DATASET CONTENT ->
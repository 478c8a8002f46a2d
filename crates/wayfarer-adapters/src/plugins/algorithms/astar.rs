//! A* search guided by planar node coordinates.
//!
//! The heuristic is only admissible when every edge weight is at least the
//! geometric distance between its endpoints. With weights unrelated to
//! geometry the search still terminates, but the path it returns may not
//! be the cheapest one.
//!
//! When the coordinates or weights needed for guidance are missing, the
//! whole query is handed to [`dijkstra`] and reported with zero visited
//! nodes.

use std::collections::BinaryHeap;

use serde::{Deserialize, Serialize};
use wayfarer_common::types::{EdgeId, NodeId};
use wayfarer_common::utils::hash::{FastHashMap, map_with_capacity};
use wayfarer_core::{AdjacencyIndex, GraphSnapshot, Node};

use super::path::{PathResult, reconstruct_path};
use super::shortest_path::dijkstra;
use super::traits::MinScored;

/// Distance estimate used to order the A* frontier.
#[derive(Debug, Clone, Copy, Default, PartialEq, Eq, Hash, Serialize, Deserialize)]
#[serde(rename_all = "lowercase")]
pub enum Heuristic {
    /// `|dx| + |dy|`.
    Manhattan,
    /// Straight-line distance.
    #[default]
    Euclidean,
}

impl Heuristic {
    /// Resolves a heuristic by name.
    ///
    /// `"manhattan"` (ASCII case-insensitive) selects [`Heuristic::Manhattan`];
    /// every other name selects [`Heuristic::Euclidean`].
    #[must_use]
    pub fn from_name(name: &str) -> Self {
        if name.eq_ignore_ascii_case("manhattan") {
            Self::Manhattan
        } else {
            if !name.eq_ignore_ascii_case("euclidean") {
                tracing::debug!("Unknown heuristic '{}', using euclidean", name);
            }
            Self::Euclidean
        }
    }

    /// Returns the canonical name.
    #[must_use]
    pub const fn name(self) -> &'static str {
        match self {
            Self::Manhattan => "manhattan",
            Self::Euclidean => "euclidean",
        }
    }

    /// Estimates the remaining cost between two points.
    #[must_use]
    pub fn estimate(self, from: (f64, f64), to: (f64, f64)) -> f64 {
        let dx = from.0 - to.0;
        let dy = from.1 - to.1;
        match self {
            Self::Manhattan => dx.abs() + dy.abs(),
            Self::Euclidean => dx.hypot(dy),
        }
    }
}

/// Result of an A* query.
#[derive(Debug, Clone, PartialEq, Eq, Serialize, Deserialize)]
pub struct AStarResult {
    /// The path found, or the sentinel.
    pub path: PathResult,
    /// Frontier nodes expanded. Zero when the query fell back to Dijkstra.
    pub nodes_visited: usize,
}

impl AStarResult {
    /// Returns true if the informed search actually ran.
    #[must_use]
    pub fn was_informed(&self) -> bool {
        self.nodes_visited > 0
    }
}

/// Finds a path from `source` to `target` with A*.
///
/// Falls back to [`dijkstra`] when either endpoint has no coordinates (or
/// is unknown), or when no traversable edge carries a weight property.
/// Intermediate nodes without coordinates get a zero estimate.
///
/// Among frontier nodes with equal `f`, the lower node id is expanded
/// first.
#[must_use]
pub fn astar(
    snapshot: &GraphSnapshot,
    source: NodeId,
    target: NodeId,
    heuristic: Heuristic,
) -> AStarResult {
    let endpoints = snapshot
        .node(source)
        .and_then(Node::coordinates)
        .zip(snapshot.node(target).and_then(Node::coordinates));

    let Some((_, goal)) = endpoints else {
        tracing::debug!(
            "A* from {} to {} lacks endpoint coordinates, delegating to Dijkstra",
            source,
            target
        );
        return fallback(snapshot, source, target);
    };
    if !snapshot.has_weight_properties() {
        tracing::debug!("A* graph has no weight properties, delegating to Dijkstra");
        return fallback(snapshot, source, target);
    }

    if source == target {
        return AStarResult {
            path: PathResult::single_node(source),
            nodes_visited: 1,
        };
    }

    let estimate = |node: NodeId| {
        snapshot
            .node(node)
            .and_then(Node::coordinates)
            .map_or(0.0, |position| heuristic.estimate(position, goal))
    };

    let index = AdjacencyIndex::for_snapshot(snapshot);
    let mut g_score: FastHashMap<NodeId, i64> = map_with_capacity(index.node_count());
    let mut f_score: FastHashMap<NodeId, f64> = map_with_capacity(index.node_count());
    let mut predecessors: FastHashMap<NodeId, (NodeId, EdgeId)> =
        map_with_capacity(index.node_count());
    let mut open = BinaryHeap::new();
    let mut visited = 0usize;

    let start_f = estimate(source);
    g_score.insert(source, 0);
    f_score.insert(source, start_f);
    open.push(MinScored(start_f, source));

    while let Some(MinScored(f, current)) = open.pop() {
        if f_score.get(&current).is_some_and(|&best| f > best) {
            continue;
        }
        visited += 1;

        let g = g_score.get(&current).copied().unwrap_or(i64::MAX);
        if current == target {
            tracing::debug!("A* reached {} after visiting {} nodes", target, visited);
            return AStarResult {
                path: reconstruct_path(&predecessors, source, target, g),
                nodes_visited: visited,
            };
        }

        for incidence in index.incident(current) {
            let tentative = g.saturating_add(incidence.weight);
            let known = g_score.get(&incidence.neighbor).copied().unwrap_or(i64::MAX);
            if tentative < known {
                let f = tentative as f64 + estimate(incidence.neighbor);
                g_score.insert(incidence.neighbor, tentative);
                f_score.insert(incidence.neighbor, f);
                predecessors.insert(incidence.neighbor, (current, incidence.edge));
                open.push(MinScored(f, incidence.neighbor));
            }
        }
    }

    tracing::debug!("A* exhausted the frontier after {} nodes", visited);
    AStarResult {
        path: PathResult::not_found(),
        nodes_visited: visited,
    }
}

fn fallback(snapshot: &GraphSnapshot, source: NodeId, target: NodeId) -> AStarResult {
    AStarResult {
        path: dijkstra(snapshot, source, target),
        nodes_visited: 0,
    }
}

EXERCISE OBJECTIVE -> Write out the data above once more, exactly as it stands.

ANSWER ->
repository 478c8a8002f46a2d
filename crates/wayfarer-adapters/src/plugins/algorithms/astar.rs
//! A* search guided by planar node coordinates.
//!
//! The heuristic is only admissible when every edge weight is at least the
//! geometric distance between its endpoints. With weights unrelated to
//! geometry the search still terminates, but the path it returns may not
//! be the cheapest one.
//!
//! When the coordinates or weights needed for guidance are missing, the
//! whole query is handed to [`dijkstra`] and reported with zero visited
//! nodes.

use std::collections::BinaryHeap;

use serde::{Deserialize, Serialize};
use wayfarer_common::types::{EdgeId, NodeId};
use wayfarer_common::utils::hash::{FastHashMap, map_with_capacity};
use wayfarer_core::{AdjacencyIndex, GraphSnapshot, Node};

use super::path::{PathResult, reconstruct_path};
use super::shortest_path::dijkstra;
use super::traits::MinScored;

/// Distance estimate used to order the A* frontier.
#[derive(Debug, Clone, Copy, Default, PartialEq, Eq, Hash, Serialize, Deserialize)]
#[serde(rename_all = "lowercase")]
pub enum Heuristic {
    /// `|dx| + |dy|`.
    Manhattan,
    /// Straight-line distance.
    #[default]
    Euclidean,
}

impl Heuristic {
    /// Resolves a heuristic by name.
    ///
    /// `"manhattan"` (ASCII case-insensitive) selects [`Heuristic::Manhattan`];
    /// every other name selects [`Heuristic::Euclidean`].
    #[must_use]
    pub fn from_name(name: &str) -> Self {
        if name.eq_ignore_ascii_case("manhattan") {
            Self::Manhattan
        } else {
            if !name.eq_ignore_ascii_case("euclidean") {
                tracing::debug!("Unknown heuristic '{}', using euclidean", name);
            }
            Self::Euclidean
        }
    }

    /// Returns the canonical name.
    #[must_use]
    pub const fn name(self) -> &'static str {
        match self {
            Self::Manhattan => "manhattan",
            Self::Euclidean => "euclidean",
        }
    }

    /// Estimates the remaining cost between two points.
    #[must_use]
    pub fn estimate(self, from: (f64, f64), to: (f64, f64)) -> f64 {
        let dx = from.0 - to.0;
        let dy = from.1 - to.1;
        match self {
            Self::Manhattan => dx.abs() + dy.abs(),
            Self::Euclidean => dx.hypot(dy),
        }
    }
}

/// Result of an A* query.
#[derive(Debug, Clone, PartialEq, Eq, Serialize, Deserialize)]
pub struct AStarResult {
    /// The path found, or the sentinel.
    pub path: PathResult,
    /// Frontier nodes expanded. Zero when the query fell back to Dijkstra.
    pub nodes_visited: usize,
}

impl AStarResult {
    /// Returns true if the informed search actually ran.
    #[must_use]
    pub fn was_informed(&self) -> bool {
        self.nodes_visited > 0
    }
}

/// Finds a path from `source` to `target` with A*.
///
/// Falls back to [`dijkstra`] when either endpoint has no coordinates (or
/// is unknown), or when no traversable edge carries a weight property.
/// Intermediate nodes without coordinates get a zero estimate.
///
/// Among frontier nodes with equal `f`, the lower node id is expanded
/// first.
#[must_use]
pub fn astar(
    snapshot: &GraphSnapshot,
    source: NodeId,
    target: NodeId,
    heuristic: Heuristic,
) -> AStarResult {
    let endpoints = snapshot
        .node(source)
        .and_then(Node::coordinates)
        .zip(snapshot.node(target).and_then(Node::coordinates));

    let Some((_, goal)) = endpoints else {
        tracing::debug!(
            "A* from {} to {} lacks endpoint coordinates, delegating to Dijkstra",
            source,
            target
        );
        return fallback(snapshot, source, target);
    };
    if !snapshot.has_weight_properties() {
        tracing::debug!("A* graph has no weight properties, delegating to Dijkstra");
        return fallback(snapshot, source, target);
    }

    if source == target {
        return AStarResult {
            path: PathResult::single_node(source),
            nodes_visited: 1,
        };
    }

    let estimate = |node: NodeId| {
        snapshot
            .node(node)
            .and_then(Node::coordinates)
            .map_or(0.0, |position| heuristic.estimate(position, goal))
    };

    let index = AdjacencyIndex::for_snapshot(snapshot);
    let mut g_score: FastHashMap<NodeId, i64> = map_with_capacity(index.node_count());
    let mut f_score: FastHashMap<NodeId, f64> = map_with_capacity(index.node_count());
    let mut predecessors: FastHashMap<NodeId, (NodeId, EdgeId)> =
        map_with_capacity(index.node_count());
    let mut open = BinaryHeap::new();
    let mut visited = 0usize;

    let start_f = estimate(source);
    g_score.insert(source, 0);
    f_score.insert(source, start_f);
    open.push(MinScored(start_f, source));

    while let Some(MinScored(f, current)) = open.pop() {
        if f_score.get(&current).is_some_and(|&best| f > best) {
            continue;
        }
        visited += 1;

        let g = g_score.get(&current).copied().unwrap_or(i64::MAX);
        if current == target {
            tracing::debug!("A* reached {} after visiting {} nodes", target, visited);
            return AStarResult {
                path: reconstruct_path(&predecessors, source, target, g),
                nodes_visited: visited,
            };
        }

        for incidence in index.incident(current) {
            let tentative = g.saturating_add(incidence.weight);
            let known = g_score.get(&incidence.neighbor).copied().unwrap_or(i64::MAX);
            if tentative < known {
                let f = tentative as f64 + estimate(incidence.neighbor);
                g_score.insert(incidence.neighbor, tentative);
                f_score.insert(incidence.neighbor, f);
                predecessors.insert(incidence.neighbor, (current, incidence.edge));
                open.push(MinScored(f, incidence.neighbor));
            }
        }
    }

    tracing::debug!("A* exhausted the frontier after {} nodes", visited);
    AStarResult {
        path: PathResult::not_found(),
        nodes_visited: visited,
    }
}

fn fallback(snapshot: &GraphSnapshot, source: NodeId, target: NodeId) -> AStarResult {
    AStarResult {
        path: dijkstra(snapshot, source, target),
        nodes_visited: 0,
    }
}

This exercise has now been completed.